## PROBLEM TO WORK ON
List every line below containing "NotEqual".
::::
/// How two resource paths relate to each other
#[derive(Copy, Clone, Hash, PartialEq, Eq, Debug)]
pub enum PathCompare {
  /// Same resource
  Equal,
  /// `lhs` lives below `rhs` (`rhs` followed by `/...` is `lhs`)
  LhsIsSubresource,
  /// `rhs` lives below `lhs`
  RhsIsSubresource,
  /// Unrelated resources
  NotEqual,
}

/// Compare two `/`-delimited resource paths character by character.
///
/// Leading slashes are ignored, so `/sensors` and `sensors` are the same path.
///
/// ```
/// use coapling_msg::{path_cmp, PathCompare};
///
/// assert_eq!(path_cmp("/sensors", "sensors"), PathCompare::Equal);
/// assert_eq!(path_cmp("sensors", "sensors/temp1"), PathCompare::RhsIsSubresource);
/// assert_eq!(path_cmp("sensors/temp1", "sensors"), PathCompare::LhsIsSubresource);
/// assert_eq!(path_cmp("sensors", "sensorsx"), PathCompare::NotEqual);
/// ```
pub fn path_cmp(lhs: &str, rhs: &str) -> PathCompare {
  let lhs = lhs.trim_start_matches('/').as_bytes();
  let rhs = rhs.trim_start_matches('/').as_bytes();

  let mut i = 0;
  loop {
    match (lhs.get(i), rhs.get(i)) {
      | (None, None) => return PathCompare::Equal,
      | (None, Some(b'/')) => return PathCompare::RhsIsSubresource,
      | (Some(b'/'), None) => return PathCompare::LhsIsSubresource,
      | (Some(l), Some(r)) if l == r => i += 1,
      | _ => return PathCompare::NotEqual,
    }
  }
}

#[cfg(test)]
mod tests {
  use super::*;

  #[test]
  fn equal() {
    assert_eq!(path_cmp("", ""), PathCompare::Equal);
    assert_eq!(path_cmp("a/b", "a/b"), PathCompare::Equal);
  }

  #[test]
  fn subresources() {
    assert_eq!(path_cmp("sensors", "sensors/1"), PathCompare::RhsIsSubresource);
    assert_eq!(path_cmp("sensors/1/raw", "sensors"),
               PathCompare::LhsIsSubresource);
  }

  #[test]
  fn prefix_without_separator_is_not_a_subresource() {
    assert_eq!(path_cmp("sensors", "sensors1"), PathCompare::NotEqual);
    assert_eq!(path_cmp("sensors1", "sensors"), PathCompare::NotEqual);
    assert_eq!(path_cmp("other", "sensors"), PathCompare::NotEqual);
  }

  #[test]
  fn root_has_no_subresources() {
    assert_eq!(path_cmp("", "sensors"), PathCompare::NotEqual);
  }
}
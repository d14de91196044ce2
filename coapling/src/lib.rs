//! `coapling` is a small CoAP (draft-07) runtime for constrained nodes.
//!
//! It sits on top of [`coapling_msg`], which owns the packet codec, and adds:
//! - a reliability layer ([`radio::CoapRadio`]) that retransmits confirmable
//!   messages, answers duplicates and matches ACKs and RSTs,
//! - path based routing of requests to [`service::CoapService`]s,
//! - observable resources ([`observe::ObservableService`]) with conditional
//!   notifications.
//!
//! ## Platform
//! Nothing in this crate performs IO on its own. The datagram transport, the
//! one-shot timer and the clock are supplied through [`platform::Platform`];
//! received datagrams are handed to [`radio::CoapRadio::receive`] and elapsed
//! timers to [`radio::CoapRadio::fire`] from the application's own loop.
//!
//! With the `std` feature, [`std::UdpTransport`] and [`std::Clock`] provide
//! the transport and clock for hosted platforms.
//!
//! ## Allocation
//! All tables (registered resources, message histories, observers) have a
//! fixed capacity and report being full as an error instead of growing.

#![cfg_attr(any(docsrs, feature = "docs"), feature(doc_cfg))]
// -
// style
#![allow(clippy::unused_unit)]
// -
// deny
#![deny(missing_docs)]
#![cfg_attr(not(test), deny(missing_debug_implementations))]
#![cfg_attr(not(test), deny(unsafe_code))]
// -
// warnings
#![cfg_attr(not(test), warn(unreachable_pub))]
// -
// features
#![cfg_attr(not(feature = "std"), no_std)]

#[cfg(feature = "alloc")]
extern crate alloc as std_alloc;


pub(crate) mod logging;

/// configuring runtime behavior
pub mod config;

/// runtime errors
pub mod error;

/// received messages as handed to services
pub mod message;

/// network abstractions
pub mod net;

/// observable resources and conditional observe
pub mod observe;

/// platform configuration
pub mod platform;

/// the reliability layer
pub mod radio;

/// customizable retransmission backoff
pub mod retry;

/// request routing
pub mod service;

/// time abstractions
pub mod time;

/// `std`-only coapling stuff
#[cfg(feature = "std")]
#[cfg_attr(docsrs, doc(cfg(feature = "std")))]
pub mod std;

pub use coapling_msg as msg;
use crate::opt::next_fencepost_delta;

/// Length nibble announcing an extra length byte
pub(crate) const LONG_OPTION: u8 = 15;

/// Ends the option list when the header's option count is 15
pub(crate) const END_OF_OPTIONS: u8 = 0xF0;

/// Where one encoded option occurrence lives in the arena
#[derive(Copy, Clone, Debug, PartialEq, Eq)]
pub(crate) struct RawOpt {
  /// offset of the header byte
  pub(crate) at: usize,
  pub(crate) number: u16,
  /// value bytes are `start..end`
  pub(crate) start: usize,
  pub(crate) end: usize,
}

impl RawOpt {
  pub(crate) fn len(&self) -> usize {
    self.end - self.start
  }
}

/// Walks delta-encoded options, accumulating option numbers.
///
/// Stops at the first header that would run past the end of `bytes`.
#[derive(Clone, Debug)]
pub(crate) struct RawOpts<'a> {
  bytes: &'a [u8],
  at: usize,
  number: u16,
}

impl<'a> RawOpts<'a> {
  pub(crate) fn new(bytes: &'a [u8]) -> Self {
    Self { bytes,
           at: 0,
           number: 0 }
  }
}

impl<'a> Iterator for RawOpts<'a> {
  type Item = RawOpt;

  fn next(&mut self) -> Option<RawOpt> {
    let header = *self.bytes.get(self.at)?;
    let (len, start) = match header & 0x0f {
      | LONG_OPTION => (*self.bytes.get(self.at + 1)? as usize + 15, self.at + 2),
      | n => (n as usize, self.at + 1),
    };

    let end = start + len;
    if end > self.bytes.len() {
      return None;
    }

    self.number = self.number.saturating_add((header >> 4).into());
    let opt = RawOpt { at: self.at,
                       number: self.number,
                       start,
                       end };
    self.at = end;
    Some(opt)
  }
}

/// Destination for encoded option bytes
pub(crate) trait Sink {
  fn put(&mut self, b: u8);
}

/// Counts bytes without writing them
#[derive(Debug, Default)]
pub(crate) struct Measure(pub(crate) usize);

impl Sink for Measure {
  fn put(&mut self, _: u8) {
    self.0 += 1;
  }
}

/// Writes bytes into a slice that was measured to be large enough
#[derive(Debug)]
pub(crate) struct Cursor<'a> {
  buf: &'a mut [u8],
  at: usize,
}

impl<'a> Cursor<'a> {
  pub(crate) fn new(buf: &'a mut [u8]) -> Self {
    Self { buf, at: 0 }
  }
}

impl<'a> Sink for Cursor<'a> {
  fn put(&mut self, b: u8) {
    if let Some(slot) = self.buf.get_mut(self.at) {
      *slot = b;
    }
    self.at += 1;
  }
}

/// A header of `delta` 15 and length 0 is the end-of-options marker,
/// so it is treated like an oversized delta.
pub(crate) fn needs_fencepost(delta: u16, len: usize) -> bool {
  delta > 15 || (delta == 15 && len == 0)
}

pub(crate) fn emit_opt<S: Sink>(sink: &mut S, delta: u16, value: &[u8]) {
  let delta = (delta as u8) << 4;
  match value.len() {
    | n if n >= LONG_OPTION as usize => {
      sink.put(delta | LONG_OPTION);
      sink.put((n - LONG_OPTION as usize) as u8);
    },
    | n => sink.put(delta | n as u8),
  }

  value.iter().for_each(|b| sink.put(*b));
}

/// Emit the fenceposts needed to step from option `from` to option `to`
/// (carrying `len` value bytes), returning the last number emitted.
pub(crate) fn emit_fenceposts<S: Sink>(sink: &mut S, mut from: u16, to: u16, len: usize) -> u16 {
  while needs_fencepost(to - from, len) {
    let fence = from + next_fencepost_delta(from);
    emit_opt(sink, fence - from, &[]);
    from = fence;
  }

  from
}

/// Encode the region between the option numbered `prev` and the
/// option `next` (number, value length): every segment of `number`,
/// plus whatever fenceposts keep all deltas encodable.
///
/// Returns the number of the last option emitted, from which `next`'s
/// delta must be computed.
pub(crate) fn emit_span<'v, S, I>(sink: &mut S,
                                  prev: u16,
                                  number: u16,
                                  segments: I,
                                  next: Option<(u16, usize)>)
                                  -> u16
  where S: Sink,
        I: Iterator<Item = &'v [u8]>
{
  let mut cur = prev;
  for seg in segments {
    cur = emit_fenceposts(sink, cur, number, seg.len());
    emit_opt(sink, number - cur, seg);
    cur = number;
  }

  match next {
    | Some((next, len)) => emit_fenceposts(sink, cur, next, len),
    | None => cur,
  }
}

#[cfg(test)]
mod tests {
  use super::*;
  use crate::test::assert_eqb_iter;

  fn encode(prev: u16, number: u16, segments: &[&[u8]], next: Option<(u16, usize)>) -> Vec<u8> {
    let mut buf = [0u8; 64];
    let mut measure = Measure::default();
    emit_span(&mut measure, prev, number, segments.iter().copied(), next);

    let mut cursor = Cursor::new(&mut buf);
    emit_span(&mut cursor, prev, number, segments.iter().copied(), next);
    buf[..measure.0].to_vec()
  }

  #[test]
  fn short_option() {
    assert_eqb_iter!(encode(0, 9, &[b"abc"], None),
                     [0b1001_0011, b'a', b'b', b'c']);
  }

  #[test]
  fn long_option_escape() {
    let value = [7u8; 20];
    let bytes = encode(0, 5, &[&value], None);
    assert_eq!(bytes[0], 0b0101_1111);
    assert_eq!(bytes[1], 5);
    assert_eq!(bytes.len(), 22);
  }

  #[test]
  fn fencepost_before_large_delta() {
    // 0 -> 21 does not fit a nibble: 0 -> 14 -> 21
    assert_eqb_iter!(encode(0, 21, &[b""], None), [0b1110_0000, 0b0111_0000]);
  }

  #[test]
  fn zero_length_delta_15_avoids_marker() {
    // 6 -> 21 with an empty value would encode as 0xF0
    assert_eqb_iter!(encode(6, 21, &[b""], None), [0b1000_0000, 0b0111_0000]);
    // with a value it is fine as is
    assert_eqb_iter!(encode(6, 21, &[b"x"], None), [0b1111_0001, b'x']);
  }

  #[test]
  fn fenceposts_towards_next() {
    // removing everything between 0 and 21
    assert_eqb_iter!(encode(0, 9, &[], Some((21, 0))), [0b1110_0000]);
    assert_eq!(encode(0, 9, &[], Some((15, 1))), Vec::<u8>::new());
  }

  #[test]
  fn walk() {
    let bytes = [0b1001_0001, b'a', 0b0000_0001, b'b', 0b1110_0000, 0b0111_0000];
    let opts = RawOpts::new(&bytes).collect::<Vec<_>>();
    assert_eq!(opts.iter().map(|o| o.number).collect::<Vec<_>>(),
               vec![9, 9, 23, 30]);
    assert_eq!(opts[1].start, 3);
    assert_eq!(opts[1].len(), 1);
  }

  #[test]
  fn walk_stops_at_truncation() {
    let bytes = [0b1001_0011, b'a'];
    assert_eq!(RawOpts::new(&bytes).count(), 0);
  }
}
::::
## WORKED SOLUTION
  NotEqual,
/// assert_eq!(path_cmp("sensors", "sensorsx"), PathCompare::NotEqual);
      | _ => return PathCompare::NotEqual,
    assert_eq!(path_cmp("sensors", "sensors1"), PathCompare::NotEqual);
    assert_eq!(path_cmp("sensors1", "sensors"), PathCompare::NotEqual);
    assert_eq!(path_cmp("other", "sensors"), PathCompare::NotEqual);
    assert_eq!(path_cmp("", "sensors"), PathCompare::NotEqual);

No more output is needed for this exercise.